** WORK TO BE COMPLETED **
Search the records for the string "allowed", and show each line where it appears.

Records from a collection
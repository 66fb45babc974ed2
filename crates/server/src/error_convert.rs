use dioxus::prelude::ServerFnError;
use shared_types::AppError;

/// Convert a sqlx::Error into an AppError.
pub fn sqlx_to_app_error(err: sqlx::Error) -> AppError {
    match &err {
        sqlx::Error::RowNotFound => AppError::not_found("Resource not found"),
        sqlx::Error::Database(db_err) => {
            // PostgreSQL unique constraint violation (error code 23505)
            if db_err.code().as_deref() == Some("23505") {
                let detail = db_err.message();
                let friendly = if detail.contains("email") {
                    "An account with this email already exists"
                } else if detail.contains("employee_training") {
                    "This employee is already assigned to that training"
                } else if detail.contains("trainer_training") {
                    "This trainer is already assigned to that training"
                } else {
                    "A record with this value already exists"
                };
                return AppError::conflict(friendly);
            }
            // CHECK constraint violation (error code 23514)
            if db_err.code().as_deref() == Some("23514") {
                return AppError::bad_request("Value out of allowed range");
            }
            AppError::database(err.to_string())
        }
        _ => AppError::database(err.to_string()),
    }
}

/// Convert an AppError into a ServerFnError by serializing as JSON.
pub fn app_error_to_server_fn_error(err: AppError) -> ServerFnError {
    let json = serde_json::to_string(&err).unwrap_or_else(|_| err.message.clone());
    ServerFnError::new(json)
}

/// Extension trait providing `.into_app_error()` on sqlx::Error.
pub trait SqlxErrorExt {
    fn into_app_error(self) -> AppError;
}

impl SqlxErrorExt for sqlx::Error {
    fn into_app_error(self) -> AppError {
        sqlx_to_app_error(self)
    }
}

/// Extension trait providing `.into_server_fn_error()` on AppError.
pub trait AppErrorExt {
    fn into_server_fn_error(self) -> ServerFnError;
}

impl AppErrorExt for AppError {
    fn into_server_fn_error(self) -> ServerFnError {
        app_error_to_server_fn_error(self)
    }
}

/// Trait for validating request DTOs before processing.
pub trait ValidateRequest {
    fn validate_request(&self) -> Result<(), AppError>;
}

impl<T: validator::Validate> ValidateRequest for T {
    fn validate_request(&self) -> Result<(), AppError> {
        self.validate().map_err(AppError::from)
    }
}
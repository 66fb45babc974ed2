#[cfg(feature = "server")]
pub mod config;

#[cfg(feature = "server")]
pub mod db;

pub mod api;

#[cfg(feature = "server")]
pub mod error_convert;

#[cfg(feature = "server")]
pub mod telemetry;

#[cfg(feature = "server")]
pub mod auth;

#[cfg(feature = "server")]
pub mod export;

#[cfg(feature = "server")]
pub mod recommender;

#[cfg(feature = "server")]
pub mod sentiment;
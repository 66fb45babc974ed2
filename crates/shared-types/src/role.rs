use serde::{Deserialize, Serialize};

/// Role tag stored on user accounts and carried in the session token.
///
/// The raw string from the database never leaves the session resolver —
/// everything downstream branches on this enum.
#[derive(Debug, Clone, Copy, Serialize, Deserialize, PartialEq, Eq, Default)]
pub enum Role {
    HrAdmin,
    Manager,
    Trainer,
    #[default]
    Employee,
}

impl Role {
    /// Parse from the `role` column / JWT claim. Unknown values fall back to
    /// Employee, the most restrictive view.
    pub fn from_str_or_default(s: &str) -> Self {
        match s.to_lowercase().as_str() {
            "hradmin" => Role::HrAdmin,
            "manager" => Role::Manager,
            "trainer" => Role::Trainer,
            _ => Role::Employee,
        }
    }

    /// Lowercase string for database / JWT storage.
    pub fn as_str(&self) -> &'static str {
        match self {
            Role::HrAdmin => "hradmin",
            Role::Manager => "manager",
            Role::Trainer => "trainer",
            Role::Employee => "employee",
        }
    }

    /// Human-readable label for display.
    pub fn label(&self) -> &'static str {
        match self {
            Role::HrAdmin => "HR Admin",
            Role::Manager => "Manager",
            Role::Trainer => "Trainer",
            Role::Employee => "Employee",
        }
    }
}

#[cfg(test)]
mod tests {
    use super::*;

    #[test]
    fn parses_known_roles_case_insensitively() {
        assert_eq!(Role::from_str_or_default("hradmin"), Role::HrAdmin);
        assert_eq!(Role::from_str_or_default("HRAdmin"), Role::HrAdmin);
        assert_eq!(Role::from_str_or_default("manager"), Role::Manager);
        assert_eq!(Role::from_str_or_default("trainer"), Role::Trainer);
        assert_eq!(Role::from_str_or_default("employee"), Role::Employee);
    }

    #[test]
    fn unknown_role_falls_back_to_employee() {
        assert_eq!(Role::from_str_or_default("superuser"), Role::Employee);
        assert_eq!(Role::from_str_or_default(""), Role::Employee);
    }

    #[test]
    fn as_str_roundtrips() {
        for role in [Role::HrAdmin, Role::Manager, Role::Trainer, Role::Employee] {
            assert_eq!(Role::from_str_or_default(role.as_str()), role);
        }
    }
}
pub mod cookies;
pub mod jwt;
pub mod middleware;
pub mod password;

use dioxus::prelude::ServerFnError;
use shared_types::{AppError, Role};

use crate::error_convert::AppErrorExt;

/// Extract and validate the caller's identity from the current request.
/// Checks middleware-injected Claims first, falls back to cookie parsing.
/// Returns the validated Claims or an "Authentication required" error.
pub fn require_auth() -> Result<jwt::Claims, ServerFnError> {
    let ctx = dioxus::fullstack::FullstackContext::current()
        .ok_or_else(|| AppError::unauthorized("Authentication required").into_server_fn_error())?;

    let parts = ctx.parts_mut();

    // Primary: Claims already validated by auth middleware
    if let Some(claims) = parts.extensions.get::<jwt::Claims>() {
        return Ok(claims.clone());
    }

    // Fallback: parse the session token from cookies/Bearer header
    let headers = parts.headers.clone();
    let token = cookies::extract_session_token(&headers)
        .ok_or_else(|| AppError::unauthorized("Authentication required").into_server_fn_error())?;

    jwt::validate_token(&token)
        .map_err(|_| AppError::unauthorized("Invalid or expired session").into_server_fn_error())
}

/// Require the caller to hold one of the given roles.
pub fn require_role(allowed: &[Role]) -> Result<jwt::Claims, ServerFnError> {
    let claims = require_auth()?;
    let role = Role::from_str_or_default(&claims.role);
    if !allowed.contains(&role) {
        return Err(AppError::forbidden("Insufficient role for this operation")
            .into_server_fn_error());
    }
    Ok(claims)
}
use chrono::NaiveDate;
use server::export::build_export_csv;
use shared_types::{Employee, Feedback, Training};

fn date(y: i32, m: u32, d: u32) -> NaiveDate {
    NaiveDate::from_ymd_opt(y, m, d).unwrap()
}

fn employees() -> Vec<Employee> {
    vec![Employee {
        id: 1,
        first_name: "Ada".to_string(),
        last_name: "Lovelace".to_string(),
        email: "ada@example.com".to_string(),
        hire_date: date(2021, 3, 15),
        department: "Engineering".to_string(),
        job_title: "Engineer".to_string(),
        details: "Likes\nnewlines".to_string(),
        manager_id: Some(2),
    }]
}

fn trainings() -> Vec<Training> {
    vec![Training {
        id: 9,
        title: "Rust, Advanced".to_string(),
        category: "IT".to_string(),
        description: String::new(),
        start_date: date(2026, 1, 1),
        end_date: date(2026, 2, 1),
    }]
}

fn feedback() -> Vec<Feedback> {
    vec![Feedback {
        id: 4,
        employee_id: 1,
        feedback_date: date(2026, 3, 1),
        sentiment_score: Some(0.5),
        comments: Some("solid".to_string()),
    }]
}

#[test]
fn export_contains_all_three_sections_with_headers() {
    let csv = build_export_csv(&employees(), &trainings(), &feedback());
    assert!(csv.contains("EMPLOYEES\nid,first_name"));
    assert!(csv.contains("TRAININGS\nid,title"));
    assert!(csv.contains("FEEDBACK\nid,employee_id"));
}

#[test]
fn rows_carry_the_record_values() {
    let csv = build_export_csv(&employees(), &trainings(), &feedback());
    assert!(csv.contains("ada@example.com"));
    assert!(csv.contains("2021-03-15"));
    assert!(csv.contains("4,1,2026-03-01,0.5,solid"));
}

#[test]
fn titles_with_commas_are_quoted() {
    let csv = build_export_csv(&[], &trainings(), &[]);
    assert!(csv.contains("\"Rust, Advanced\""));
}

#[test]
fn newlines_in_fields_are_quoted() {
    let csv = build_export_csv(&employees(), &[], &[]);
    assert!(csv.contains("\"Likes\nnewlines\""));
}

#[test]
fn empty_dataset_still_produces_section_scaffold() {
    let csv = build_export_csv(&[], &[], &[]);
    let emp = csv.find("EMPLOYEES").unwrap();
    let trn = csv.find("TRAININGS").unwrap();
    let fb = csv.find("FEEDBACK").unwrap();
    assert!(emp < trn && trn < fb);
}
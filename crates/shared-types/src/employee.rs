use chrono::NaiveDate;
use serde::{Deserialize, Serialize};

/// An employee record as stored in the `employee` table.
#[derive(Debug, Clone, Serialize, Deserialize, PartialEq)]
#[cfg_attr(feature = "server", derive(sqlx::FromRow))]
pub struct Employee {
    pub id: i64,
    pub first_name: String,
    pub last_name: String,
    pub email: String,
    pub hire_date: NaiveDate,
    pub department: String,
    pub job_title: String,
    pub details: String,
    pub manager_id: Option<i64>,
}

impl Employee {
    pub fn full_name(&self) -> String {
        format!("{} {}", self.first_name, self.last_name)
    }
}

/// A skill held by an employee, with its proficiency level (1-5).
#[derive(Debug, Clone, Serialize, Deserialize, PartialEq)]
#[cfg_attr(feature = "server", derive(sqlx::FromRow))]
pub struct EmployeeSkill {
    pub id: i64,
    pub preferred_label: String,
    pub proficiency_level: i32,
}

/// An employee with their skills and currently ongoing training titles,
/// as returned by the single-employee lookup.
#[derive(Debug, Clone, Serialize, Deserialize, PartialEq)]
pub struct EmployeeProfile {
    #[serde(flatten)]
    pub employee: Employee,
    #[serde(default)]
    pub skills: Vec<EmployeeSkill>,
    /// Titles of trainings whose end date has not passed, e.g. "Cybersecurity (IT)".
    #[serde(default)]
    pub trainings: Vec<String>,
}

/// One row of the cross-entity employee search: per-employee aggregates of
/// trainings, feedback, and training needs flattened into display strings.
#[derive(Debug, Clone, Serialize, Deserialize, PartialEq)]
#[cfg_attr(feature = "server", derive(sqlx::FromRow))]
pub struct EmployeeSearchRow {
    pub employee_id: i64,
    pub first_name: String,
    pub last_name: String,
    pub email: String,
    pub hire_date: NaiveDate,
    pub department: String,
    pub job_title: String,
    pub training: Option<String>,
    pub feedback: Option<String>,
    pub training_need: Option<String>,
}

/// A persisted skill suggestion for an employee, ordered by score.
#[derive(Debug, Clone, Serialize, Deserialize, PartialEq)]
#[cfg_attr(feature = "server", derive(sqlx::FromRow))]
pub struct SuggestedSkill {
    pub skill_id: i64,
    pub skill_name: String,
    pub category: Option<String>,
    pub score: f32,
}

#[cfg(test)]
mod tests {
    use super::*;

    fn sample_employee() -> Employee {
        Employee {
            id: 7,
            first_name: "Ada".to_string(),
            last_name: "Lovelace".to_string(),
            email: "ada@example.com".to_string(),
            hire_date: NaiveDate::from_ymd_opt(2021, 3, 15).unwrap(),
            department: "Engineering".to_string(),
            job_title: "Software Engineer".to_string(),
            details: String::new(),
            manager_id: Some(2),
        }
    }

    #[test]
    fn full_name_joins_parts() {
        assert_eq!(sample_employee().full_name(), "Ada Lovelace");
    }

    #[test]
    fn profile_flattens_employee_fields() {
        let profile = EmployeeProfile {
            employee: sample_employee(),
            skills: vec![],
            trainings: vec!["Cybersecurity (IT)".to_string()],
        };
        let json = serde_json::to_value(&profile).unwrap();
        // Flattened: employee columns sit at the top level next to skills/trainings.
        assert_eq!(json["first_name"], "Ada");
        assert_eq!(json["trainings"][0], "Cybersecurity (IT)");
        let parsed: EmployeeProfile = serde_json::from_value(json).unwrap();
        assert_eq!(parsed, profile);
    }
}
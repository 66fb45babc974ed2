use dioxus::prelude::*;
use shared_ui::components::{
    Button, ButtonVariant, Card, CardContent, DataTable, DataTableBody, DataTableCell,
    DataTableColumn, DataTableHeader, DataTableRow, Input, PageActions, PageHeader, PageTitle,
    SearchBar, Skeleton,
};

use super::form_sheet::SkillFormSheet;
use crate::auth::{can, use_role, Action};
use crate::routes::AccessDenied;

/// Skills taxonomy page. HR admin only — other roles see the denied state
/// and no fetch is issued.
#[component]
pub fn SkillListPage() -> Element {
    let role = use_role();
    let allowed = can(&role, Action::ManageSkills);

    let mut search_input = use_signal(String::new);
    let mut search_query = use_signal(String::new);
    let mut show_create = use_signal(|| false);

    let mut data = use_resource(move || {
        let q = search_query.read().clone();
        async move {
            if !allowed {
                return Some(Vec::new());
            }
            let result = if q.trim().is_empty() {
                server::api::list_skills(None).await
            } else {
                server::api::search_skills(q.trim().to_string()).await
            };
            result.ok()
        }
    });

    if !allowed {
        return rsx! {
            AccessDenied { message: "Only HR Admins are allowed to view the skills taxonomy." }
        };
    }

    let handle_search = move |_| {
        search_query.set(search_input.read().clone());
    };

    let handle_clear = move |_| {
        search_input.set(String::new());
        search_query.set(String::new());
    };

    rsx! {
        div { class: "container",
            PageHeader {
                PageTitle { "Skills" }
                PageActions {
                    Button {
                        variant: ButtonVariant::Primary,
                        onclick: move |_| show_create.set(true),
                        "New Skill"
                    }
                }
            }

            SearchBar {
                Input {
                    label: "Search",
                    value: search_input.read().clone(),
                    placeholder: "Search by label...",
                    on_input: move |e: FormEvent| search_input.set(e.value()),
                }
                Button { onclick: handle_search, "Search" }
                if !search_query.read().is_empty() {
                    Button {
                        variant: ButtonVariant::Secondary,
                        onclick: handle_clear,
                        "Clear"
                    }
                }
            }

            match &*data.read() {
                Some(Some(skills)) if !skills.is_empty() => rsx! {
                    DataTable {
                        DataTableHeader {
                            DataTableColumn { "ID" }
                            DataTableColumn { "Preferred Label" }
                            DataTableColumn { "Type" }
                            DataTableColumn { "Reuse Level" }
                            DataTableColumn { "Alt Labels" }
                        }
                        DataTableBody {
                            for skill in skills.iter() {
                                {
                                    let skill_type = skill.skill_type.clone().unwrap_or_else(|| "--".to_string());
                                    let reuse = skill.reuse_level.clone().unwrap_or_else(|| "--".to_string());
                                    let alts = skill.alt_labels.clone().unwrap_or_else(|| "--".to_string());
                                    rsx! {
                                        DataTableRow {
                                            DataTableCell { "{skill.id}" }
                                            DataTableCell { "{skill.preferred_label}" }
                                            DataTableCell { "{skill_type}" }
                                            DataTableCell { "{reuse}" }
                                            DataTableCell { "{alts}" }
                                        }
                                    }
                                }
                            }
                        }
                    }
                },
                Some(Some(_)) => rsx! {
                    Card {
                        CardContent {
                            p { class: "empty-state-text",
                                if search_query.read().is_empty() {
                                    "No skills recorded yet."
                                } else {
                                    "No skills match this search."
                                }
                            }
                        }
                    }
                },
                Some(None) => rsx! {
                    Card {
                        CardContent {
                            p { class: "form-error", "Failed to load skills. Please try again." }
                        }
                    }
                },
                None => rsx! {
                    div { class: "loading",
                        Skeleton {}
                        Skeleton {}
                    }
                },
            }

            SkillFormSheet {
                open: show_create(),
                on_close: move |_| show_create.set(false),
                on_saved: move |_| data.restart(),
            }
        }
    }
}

** OUTPUT OF THE EXERCISE **
                return AppError::bad_request("Value out of allowed range");
pub fn require_role(allowed: &[Role]) -> Result<jwt::Claims, ServerFnError> {
    if !allowed.contains(&role) {
    let allowed = can(&role, Action::ManageSkills);
            if !allowed {
    if !allowed {
            AccessDenied { message: "Only HR Admins are allowed to view the skills taxonomy." }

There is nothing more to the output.